Penn State has initiated a pilot program of 10 wiki-based composition classes. Richard Doyle, Jeff Pruchnic, and Trey Conner, instructors in the pilot-program discussed their experiences this morning at the Computers & Writing Conference in Stanford. They found that students produce better work in a peer-reviewed environment. Grammar and mechanics are contextualized and there is greater motivation to create error-free work. Students read each other’s work, which forces them to consider their arguments carefully in order to avoid repeating someone else’s point.

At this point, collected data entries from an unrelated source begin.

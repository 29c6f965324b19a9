use std::time::{Duration, Instant};

use eframe::egui::{self, Color32, RichText};
use mcu_dashboard_common::upload::DEFAULT_TICK_MS;
use mcu_dashboard_common::{
    Dashboard, Dropdown, ParticipantKind, ResultFilter, UploadForm, View,
};

use crate::model::{clicked_outside, UiState};
use crate::theme::{colors, spacing};
use crate::views::form::{self, FormAction};
use crate::views::table::{self, TableAction, TableOptions};
use crate::views::upload::{self, UploadAction};

pub struct DesktopApp {
    dashboard: Dashboard,
    ui: UiState,
    tick_interval: Duration,
}

impl Default for DesktopApp {
    fn default() -> Self {
        Self {
            dashboard: Dashboard::new(),
            ui: UiState::default(),
            tick_interval: Duration::from_millis(DEFAULT_TICK_MS),
        }
    }
}

fn report(result: mcu_dashboard_common::Result<()>) {
    if let Err(err) = result {
        tracing::warn!(error = %err, "action rejected");
    }
}

impl DesktopApp {
    fn apply_table_actions(&mut self, actions: Vec<TableAction>) {
        for action in actions {
            match action {
                TableAction::Sort(key) => self.dashboard.sort_by(key),
                TableAction::ToggleRow(id) => self.dashboard.toggle_select(&id),
                TableAction::ToggleAll => self.dashboard.toggle_select_all(),
                TableAction::PreviousPage => self.dashboard.previous_page(),
                TableAction::NextPage => self.dashboard.next_page(),
                TableAction::GoToPage(page) => self.dashboard.go_to_page(page),
                TableAction::Edit(id) => report(self.dashboard.edit_participant(&id)),
            }
        }
    }

    fn apply_form_actions(&mut self, actions: Vec<FormAction>) {
        for action in actions {
            match action {
                FormAction::SetTab(tab) => {
                    if let Some(session) = self.dashboard.edit_session_mut() {
                        session.set_tab(tab);
                    }
                }
                FormAction::SetValue { id, value } => {
                    if let Some(session) = self.dashboard.edit_session_mut() {
                        report(session.set_value(&id, value));
                    }
                }
                FormAction::ToggleSection(id) => {
                    if let Some(session) = self.dashboard.edit_session_mut() {
                        session.toggle_section(&id);
                    }
                }
                FormAction::Save => report(self.dashboard.save_edit()),
                FormAction::Cancel => report(self.dashboard.cancel_edit()),
            }
        }
    }

    fn apply_upload_actions(&mut self, actions: Vec<UploadAction>) {
        for action in actions {
            match action {
                UploadAction::SelectKind(kind) => {
                    if let Some(form) = self.dashboard.upload_mut() {
                        form.select_kind(kind);
                    }
                }
                UploadAction::PickFile => self.pick_upload_file(),
                UploadAction::RemoveFile => {
                    if let Some(form) = self.dashboard.upload_mut() {
                        form.remove_file();
                    }
                    self.ui.stop_upload_clock();
                }
                UploadAction::Submit => report(self.dashboard.submit_upload()),
                UploadAction::Close => self.dashboard.close_upload(),
            }
        }
    }

    fn pick_upload_file(&mut self) {
        let Some(path) = rfd::FileDialog::new()
            .add_filter("Excel", &["xls", "xlsx"])
            .pick_file()
        else {
            return;
        };
        let Some(name) = path.file_name().map(|n| n.to_string_lossy().into_owned()) else {
            return;
        };
        tracing::info!(file = %path.display(), "upload file picked");
        self.ui.stop_upload_clock();
        report(self.dashboard.choose_upload_file(&name));
    }

    /// Advance the simulated transfer and keep frames coming while it runs
    fn drive_upload(&mut self, ctx: &egui::Context, now: Instant) {
        let uploading = self.dashboard.upload().is_some_and(UploadForm::is_uploading);
        if !uploading {
            self.ui.stop_upload_clock();
            return;
        }
        if self.ui.upload_tick_due(now, self.tick_interval) {
            self.dashboard.tick_upload();
        }
        ctx.request_repaint_after(self.tick_interval);
    }

    fn render_sidebar(&mut self, ui: &mut egui::Ui) {
        ui.add_space(spacing::MD);
        ui.heading(RichText::new("MCU Dashboard").strong());
        ui.add_space(spacing::LG);

        let current = self.dashboard.view().sidebar_view();
        if ui
            .selectable_label(current == View::List, "Daftar Peserta")
            .clicked()
        {
            self.dashboard.show_list();
        }
        ui.horizontal(|ui| {
            if ui
                .selectable_label(current == View::NewSubmissions, "Pengajuan Baru")
                .clicked()
            {
                self.dashboard.show_new_submissions();
            }
            let badge = RichText::new(format!(" {} ", self.dashboard.pending_count()))
                .small()
                .strong()
                .color(Color32::WHITE)
                .background_color(colors::BADGE);
            ui.label(badge);
        });
        if current == View::Verification {
            ui.label(RichText::new("Verifikasi Data").italics().color(colors::MUTED));
        }
    }

    /// Close the open dropdown on a click outside it and its button
    fn close_on_outside_click(&mut self, ui: &egui::Ui, button: egui::Rect, popup: egui::Rect) {
        let click = ui.input(|i| {
            if i.pointer.any_click() {
                i.pointer.interact_pos()
            } else {
                None
            }
        });
        if clicked_outside(click, &[button, popup]) {
            self.dashboard.close_dropdowns();
        }
    }

    fn render_list(&mut self, ui: &mut egui::Ui) {
        ui.horizontal(|ui| {
            for kind in ParticipantKind::ALL {
                if ui
                    .selectable_label(self.dashboard.active_tab() == kind, kind.label())
                    .clicked()
                {
                    self.dashboard.set_tab(kind);
                }
            }
        });
        ui.add_space(spacing::SM);

        ui.horizontal(|ui| {
            let filter_button = ui.button(format!("{} ▾", self.dashboard.result_filter().button_label()));
            if filter_button.clicked() {
                self.dashboard.toggle_dropdown(Dropdown::ResultFilter);
            }
            if self.dashboard.is_dropdown_open(Dropdown::ResultFilter) {
                let current = self.dashboard.result_filter();
                let popup = egui::Area::new(egui::Id::new("result_filter_menu"))
                    .order(egui::Order::Foreground)
                    .fixed_pos(filter_button.rect.left_bottom())
                    .show(ui.ctx(), |ui| {
                        egui::Frame::popup(ui.style()).show(ui, |ui| {
                            for filter in ResultFilter::options() {
                                if ui.selectable_label(current == filter, filter.label()).clicked() {
                                    self.dashboard.set_result_filter(filter);
                                }
                            }
                        });
                    });
                self.close_on_outside_click(ui, filter_button.rect, popup.response.rect);
            }

            self.search_box(ui);

            ui.with_layout(egui::Layout::right_to_left(egui::Align::Center), |ui| {
                let add_button = ui.button("Tambah Baru ▾");
                if add_button.clicked() {
                    self.dashboard.toggle_dropdown(Dropdown::AddNew);
                }
                if self.dashboard.is_dropdown_open(Dropdown::AddNew) {
                    let popup = egui::Area::new(egui::Id::new("add_new_menu"))
                        .order(egui::Order::Foreground)
                        .fixed_pos(add_button.rect.left_bottom())
                        .show(ui.ctx(), |ui| {
                            egui::Frame::popup(ui.style()).show(ui, |ui| {
                                if ui.button("Upload Excel (Bulk)").clicked() {
                                    self.dashboard.open_upload();
                                }
                            });
                        });
                    self.close_on_outside_click(ui, add_button.rect, popup.response.rect);
                }
                // export is not wired to anything
                let _ = ui.button("Export");
            });
        });
        ui.add_space(spacing::SM);

        let options = TableOptions {
            selectable: true,
            editable: false,
        };
        let actions = table::show(ui, &self.dashboard, options);
        self.apply_table_actions(actions);

        if self.dashboard.selected_count() > 0 {
            ui.label(format!("{} dipilih", self.dashboard.selected_count()));
        }
    }

    fn search_box(&mut self, ui: &mut egui::Ui) {
        let mut query = self
            .dashboard
            .table()
            .map(|t| t.query.search.clone())
            .unwrap_or_default();
        let edit = egui::TextEdit::singleline(&mut query)
            .hint_text("Cari nama / No MCU / User ID")
            .desired_width(220.0);
        if ui.add(edit).changed() {
            self.dashboard.set_search(&query);
        }
    }

    fn render_verification(&mut self, ui: &mut egui::Ui) {
        ui.horizontal(|ui| {
            ui.label(
                RichText::new(format!(
                    "{} · {} data",
                    self.dashboard.active_tab().label(),
                    self.dashboard.pending().len()
                ))
                .color(colors::MUTED),
            );
            self.search_box(ui);
        });
        ui.add_space(spacing::SM);

        let options = TableOptions {
            selectable: true,
            editable: true,
        };
        let actions = table::show(ui, &self.dashboard, options);
        self.apply_table_actions(actions);

        ui.separator();
        ui.horizontal(|ui| {
            if self.dashboard.selected_count() > 0 {
                ui.label(format!("{} dipilih", self.dashboard.selected_count()));
            }
            ui.with_layout(egui::Layout::right_to_left(egui::Align::Center), |ui| {
                let process = egui::Button::new(RichText::new("Proses Data").color(Color32::WHITE))
                    .fill(colors::PRIMARY);
                if ui.add(process).clicked() {
                    report(self.dashboard.confirm_batch());
                }
                if ui.button("Batal").clicked() {
                    report(self.dashboard.request_cancel());
                }
            });
        });
    }

    fn render_new_submissions(&mut self, ui: &mut egui::Ui) {
        ui.horizontal(|ui| {
            for kind in ParticipantKind::ALL {
                let label = format!("{} ({})", kind.label(), self.dashboard.new_submissions(kind).len());
                if ui
                    .selectable_label(self.dashboard.submissions_tab() == kind, label)
                    .clicked()
                {
                    self.dashboard.set_submissions_tab(kind);
                }
            }
            self.search_box(ui);
        });
        ui.add_space(spacing::SM);

        let options = TableOptions {
            selectable: true,
            editable: true,
        };
        let actions = table::show(ui, &self.dashboard, options);
        self.apply_table_actions(actions);

        ui.separator();
        ui.with_layout(egui::Layout::right_to_left(egui::Align::Center), |ui| {
            let process = egui::Button::new(RichText::new("Proses Semua").color(Color32::WHITE))
                .fill(colors::PRIMARY);
            if ui.add(process).clicked() {
                report(self.dashboard.process_all_submissions());
            }
        });
    }

    fn render_toasts(&self, ctx: &egui::Context) {
        if self.ui.toasts().is_empty() {
            return;
        }
        egui::Area::new(egui::Id::new("toasts"))
            .order(egui::Order::Tooltip)
            .anchor(egui::Align2::RIGHT_TOP, [-spacing::MD, spacing::MD])
            .show(ctx, |ui| {
                for toast in self.ui.toasts() {
                    let fill = if toast.is_error { colors::DANGER } else { colors::SUCCESS };
                    egui::Frame::popup(ui.style()).fill(fill).show(ui, |ui| {
                        ui.label(RichText::new(toast.message).color(Color32::WHITE).strong());
                    });
                    ui.add_space(spacing::XS);
                }
            });
    }
}

impl eframe::App for DesktopApp {
    fn update(&mut self, ctx: &egui::Context, _frame: &mut eframe::Frame) {
        let now = Instant::now();
        self.drive_upload(ctx, now);

        for notification in self.dashboard.take_notifications() {
            self.ui.push_notification(&notification, now);
        }
        if let Some(wait) = self.ui.prune_toasts(now) {
            ctx.request_repaint_after(wait);
        }

        egui::SidePanel::left("sidebar")
            .frame(egui::Frame::side_top_panel(&ctx.style()).fill(colors::SIDEBAR))
            .resizable(false)
            .exact_width(200.0)
            .show(ctx, |ui| {
                self.render_sidebar(ui);
            });

        egui::CentralPanel::default().show(ctx, |ui| {
            ui.heading(self.dashboard.view().title());
            ui.separator();
            match self.dashboard.view() {
                View::List => self.render_list(ui),
                View::Verification => self.render_verification(ui),
                View::NewSubmissions => self.render_new_submissions(ui),
                View::EditParticipant { .. } => {
                    let actions = match self.dashboard.edit_session() {
                        Some(session) => form::show(ui, session),
                        None => Vec::new(),
                    };
                    self.apply_form_actions(actions);
                }
            }
        });

        if let Some(form) = self.dashboard.upload() {
            let actions = upload::show(ctx, form);
            self.apply_upload_actions(actions);
        }

        if self.dashboard.is_cancel_confirm_open() {
            match upload::cancel_dialog(ctx) {
                Some(true) => report(self.dashboard.confirm_cancel()),
                Some(false) => self.dashboard.dismiss_cancel(),
                None => {}
            }
        }

        self.render_toasts(ctx);
    }
}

They also found that the self-governing ecology of the networked wiki format creates a fruitful environment for discussion and debate. The wiki places control over the direction and duration of the discussion into the student’s hands. Richard Doyle also pointed out that there has not been a single editing war in the years that he has been teaching the course. He attributes the lack of unproductive “flame wars” to the amount of work his students have. Each student produces about 100 pages of material and must read, comment on, and GRADE their fellow students’ work. This is a learner-centered environment where, as Richard Doyle puts it, “the teacher acts as coach or zen master, making periodic interventions.” Doyle also points out that in these wiki-based courses, “students are learning how to interact in an information dense environment responsibly. They are being trained to deal with the fluid environments they are going to find themselves in.”
Daily Tribute
Here is a recap of significant posts in the edublogging community from the past 48 hours.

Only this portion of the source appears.